__Problem to work on__: Your task is to filter the entries and copy every line containing the string "crate".

------------------------------------------------------------------------

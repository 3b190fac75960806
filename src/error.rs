use axum::{
    http::StatusCode,
    response::{IntoResponse, Response},
};
use serde::Serialize;
use thiserror::Error;
use utoipa::ToSchema;

use crate::models::OrderStatus;
use crate::response::{ApiResponse, Meta};

#[derive(Debug, Error)]
pub enum AppError {
    #[error("{0}")]
    NotFound(String),

    #[error("{0}")]
    BadRequest(String),

    #[error("Forbidden")]
    Forbidden,

    #[error("cannot transition order from {from} to {to}")]
    InvalidTransition { from: OrderStatus, to: OrderStatus },

    #[error("payment provider error: {0}")]
    PaymentProvider(String),

    #[error("Database error")]
    OrmError(#[from] sea_orm::DbErr),

    #[error("Internal Server Error")]
    Internal(#[from] anyhow::Error),
}

impl AppError {
    /// Stable machine-checkable error kind carried in every error body.
    pub fn kind(&self) -> &'static str {
        match self {
            AppError::NotFound(_) => "not_found",
            AppError::BadRequest(_) => "invalid_input",
            AppError::Forbidden => "forbidden",
            AppError::InvalidTransition { .. } => "invalid_transition",
            AppError::PaymentProvider(_) => "payment_provider",
            AppError::OrmError(_) | AppError::Internal(_) => "internal",
        }
    }
}

#[derive(Serialize, ToSchema)]
pub struct ErrorData {
    pub kind: String,
}

impl IntoResponse for AppError {
    fn into_response(self) -> Response {
        let status = match &self {
            AppError::NotFound(_) => StatusCode::NOT_FOUND,
            AppError::BadRequest(_) => StatusCode::BAD_REQUEST,
            AppError::Forbidden => StatusCode::FORBIDDEN,
            AppError::InvalidTransition { .. } => StatusCode::CONFLICT,
            AppError::PaymentProvider(_) => StatusCode::BAD_GATEWAY,
            AppError::OrmError(_) | AppError::Internal(_) => StatusCode::INTERNAL_SERVER_ERROR,
        };

        if status == StatusCode::INTERNAL_SERVER_ERROR {
            tracing::error!(error = ?self, "request failed");
        }

        let body = ApiResponse {
            message: self.to_string(),
            data: Some(ErrorData {
                kind: self.kind().to_string(),
            }),
            meta: Some(Meta::empty()),
        };

        (status, axum::Json(body)).into_response()
    }
}

pub type AppResult<T> = Result<T, AppError>;

#[cfg(test)]
mod tests {
    use super::*;

    #[test]
    fn kinds_are_stable() {
        assert_eq!(AppError::NotFound("x".into()).kind(), "not_found");
        assert_eq!(AppError::BadRequest("x".into()).kind(), "invalid_input");
        assert_eq!(
            AppError::InvalidTransition {
                from: OrderStatus::Delivered,
                to: OrderStatus::Pending
            }
            .kind(),
            "invalid_transition"
        );
        assert_eq!(
            AppError::PaymentProvider("timeout".into()).kind(),
            "payment_provider"
        );
    }
}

------------------------------------------------------------------------

__Written answer__:
use crate::models::OrderStatus;
use crate::response::{ApiResponse, Meta};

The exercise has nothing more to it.